Portfolio Presentation Strategy:

  • Asynchronous Task Walkthrough: Be prepared to clearly articulate your process, tool choices, and the logic behind your automated test flow. Explain any challenges you encountered and how you overcame them.
  • Demonstrate Impact: If you have other portfolio examples, focus on showcasing the impact of your work. Use metrics to highlight efficiency gains, bug reductions, or coverage improvements.
  • Conciseness and Clarity: Given the fast interview cycle, present your information clearly and concisely. Avoid jargon where simpler terms suffice, but be precise when discussing technical details.
  • Address AI Specifics: Frame your portfolio examples in a way that shows your understanding of product quality and testing, even if it wasn't directly AI-related. Highlight transferable skills like logic validation, complex scenario testing, and automation.

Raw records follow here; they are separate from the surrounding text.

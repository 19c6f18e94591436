//! End-to-end checks: sensor packages in, rendered summary lines out.
//!
//! Run with: `cargo nextest run -p workouts`

use workouts::{
    ErrorPolicy, OutputFormat, Package, Settings, Training, WorkoutError, WorkoutKind,
    default_packages, process_batch, read_package,
};

fn run_batch(packages: &[Package], settings: &Settings) -> (anyhow::Result<usize>, Vec<String>) {
    let mut out = Vec::new();
    let result = process_batch(packages, settings, &mut out).map(|report| report.processed);
    let text = String::from_utf8(out).expect("output is utf-8");
    (result, text.lines().map(str::to_string).collect())
}

#[test]
fn test_reference_batch_output() {
    let (result, lines) = run_batch(&default_packages(), &Settings::default());

    assert_eq!(result.unwrap(), 3);
    assert_eq!(
        lines,
        vec![
            "Тип тренировки: Swimming; Длительность: 1.000 ч.; Дистанция: 0.994 км; \
             Ср. скорость: 1.000 км/ч; Потрачено ккал: 336.000.",
            "Тип тренировки: Running; Длительность: 1.000 ч.; Дистанция: 9.750 км; \
             Ср. скорость: 9.750 км/ч; Потрачено ккал: 699.750.",
            "Тип тренировки: SportsWalking; Длительность: 1.000 ч.; Дистанция: 5.850 км; \
             Ср. скорость: 5.850 км/ч; Потрачено ккал: 157.500.",
        ]
    );
}

#[test]
fn test_summary_is_idempotent() {
    for package in default_packages() {
        let workout = read_package(&package.code, &package.data).unwrap();
        let first = workout.summary();
        let second = workout.summary();

        assert_eq!(first, second);
        assert_eq!(first.calories.to_bits(), second.calories.to_bits());
        assert_eq!(first.speed.to_bits(), second.speed.to_bits());
    }
}

#[test]
fn test_unknown_code_produces_no_summary() {
    let (result, lines) = run_batch(&[Package::new("XYZ", [1.0, 1.0, 1.0])], &Settings::default());

    let err = result.unwrap_err();
    assert!(matches!(
        err.downcast_ref::<WorkoutError>(),
        Some(WorkoutError::UnknownWorkout(code)) if code == "XYZ"
    ));
    assert!(lines.is_empty());
}

#[test]
fn test_skip_policy_reports_only_valid_packages() {
    let packages = vec![
        Package::new("RUN", [15000.0, 1.0]),
        Package::new("WLK", [9000.0, 1.0, 75.0, 180.0]),
        Package::new("SWM", [720.0, -1.0, 80.0, 25.0, 40.0]),
    ];
    let settings = Settings {
        on_error: ErrorPolicy::Skip,
        format: OutputFormat::Text,
    };
    let (result, lines) = run_batch(&packages, &settings);

    assert_eq!(result.unwrap(), 1);
    assert_eq!(lines.len(), 1);
    assert!(lines[0].starts_with("Тип тренировки: SportsWalking;"));
}

#[test]
fn test_packages_from_json() {
    let json = r#"[
        {"code": "SWM", "data": [720, 1, 80, 25, 40]},
        {"code": "RUN", "data": [15000, 1, 75]},
        {"code": "WLK", "data": [9000, 1, 75, 180]}
    ]"#;
    let packages: Vec<Package> = serde_json::from_str(json).unwrap();
    assert_eq!(packages, default_packages());

    let kinds: Vec<WorkoutKind> = packages
        .iter()
        .map(|p| read_package(&p.code, &p.data).unwrap().kind())
        .collect();
    assert_eq!(
        kinds,
        vec![
            WorkoutKind::Swimming,
            WorkoutKind::Running,
            WorkoutKind::SportsWalking
        ]
    );
}

#[test]
fn test_integer_speed_renders_with_decimals() {
    let workout = read_package("SWM", &[0.0, 2.0, 60.0, 50.0, 80.0]).unwrap();
    let message = workout.summary().message();

    assert!(message.contains("Длительность: 2.000 ч."));
    assert!(message.contains("Дистанция: 0.000 км"));
    assert!(message.contains("Ср. скорость: 2.000 км/ч"));
}
//! Drives sensor packages through summary generation and output.

use std::io::Write;

use anyhow::Context;
use serde::Serialize;
use tracing::{info, warn};

use crate::config::{ErrorPolicy, OutputFormat, Settings};
use crate::models::{InfoMessage, Package};
use crate::package::read_package;
use crate::training::Training;

/// Outcome of [`process_batch`].
#[derive(Debug, Clone, Copy, Default, PartialEq, Eq, Serialize)]
pub struct BatchReport {
    pub processed: usize,
    pub skipped: usize,
}

/// The three reference packages, one per workout kind.
pub fn default_packages() -> Vec<Package> {
    vec![
        Package::new("SWM", [720.0, 1.0, 80.0, 25.0, 40.0]),
        Package::new("RUN", [15000.0, 1.0, 75.0]),
        Package::new("WLK", [9000.0, 1.0, 75.0, 180.0]),
    ]
}

/// Writes the summary line of `training` to `out`.
pub fn show(training: &dyn Training, out: &mut impl Write) -> std::io::Result<()> {
    writeln!(out, "{}", training.summary())
}

fn write_info(info: &InfoMessage, format: OutputFormat, out: &mut impl Write) -> anyhow::Result<()> {
    match format {
        OutputFormat::Text => writeln!(out, "{info}")?,
        OutputFormat::Json => {
            serde_json::to_writer(&mut *out, info)?;
            writeln!(out)?;
        }
    }
    Ok(())
}

/// Processes `packages` in order, writing one summary per workout.
///
/// A package that fails to build stops the batch under
/// [`ErrorPolicy::Abort`] and is logged and counted under
/// [`ErrorPolicy::Skip`]. Output errors always stop the batch.
pub fn process_batch(
    packages: &[Package],
    settings: &Settings,
    out: &mut impl Write,
) -> anyhow::Result<BatchReport> {
    let mut report = BatchReport::default();

    for (index, package) in packages.iter().enumerate() {
        let workout = match read_package(&package.code, &package.data) {
            Ok(workout) => workout,
            Err(e) => match settings.on_error {
                ErrorPolicy::Abort => {
                    return Err(e).with_context(|| {
                        format!("Failed to read package #{index} ({})", package.code)
                    });
                }
                ErrorPolicy::Skip => {
                    warn!(index, code = %package.code, "Skipping package: {e}");
                    report.skipped += 1;
                    continue;
                }
            },
        };

        write_info(&workout.summary(), settings.format, out)
            .with_context(|| format!("Failed to write summary for package #{index}"))?;
        report.processed += 1;
    }

    info!(
        processed = report.processed,
        skipped = report.skipped,
        "Batch complete"
    );
    Ok(report)
}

📝 Enhancement Note: The asynchronous task serves as a practical portfolio piece. Candidates should ensure it is well-documented and they can confidently explain their choices and results during the interview. The direct interview with CPO/CTO means questions will likely be strategic and focused on impact and problem-solving.

📌 Application Steps

To apply for this Product & UX Tester - Gen AI position:

  • Submit your application through the provided Lever.co link.
  • Tailor Your Resume: Highlight experience with test automation, AI/LLM testing (if applicable), and your ability to operate autonomously in fast-paced environments. Use keywords from the job description like "GenAI," "LLM," "test automation," "exploratory testing," and "quality KPIs."
  • Prepare Your Portfolio: Have examples of your work ready, especially related to test automation. Since an asynchronous task is part of the hiring process, ensure you have a strong understanding of how to build and document an automated test flow.
  • Research Wing Assistant & M32 AI: Understand their mission, their focus on agentic AI for traditional service businesses, and their "startup within a corporate" model. Familiarize yourself with their values, particularly "output over pedigree."
  • Practice for the Asynchronous Task: Before applying or immediately after, practice building a simple automated workflow. Consider common web application interactions or API calls. Focus on clear documentation of your process.
  • Prepare for the C-Suite Interview: Think about how your skills align with the company's strategic goals and your vision for quality operations, especially in the context of AI development. Prepare insightful questions for the CPO and CTO.

⚠️ Important Notice: This enhanced job description includes AI-generated insights and operations industry-standard assumptions. All details should be verified directly with the hiring organization before making application decisions.

Application Requirements

Experience testing GenAI or LLM-driven products is preferred, along with familiarity with performance testing tools. Candidates should have a background in high-velocity environments and a preference for automation over repetitive tasks.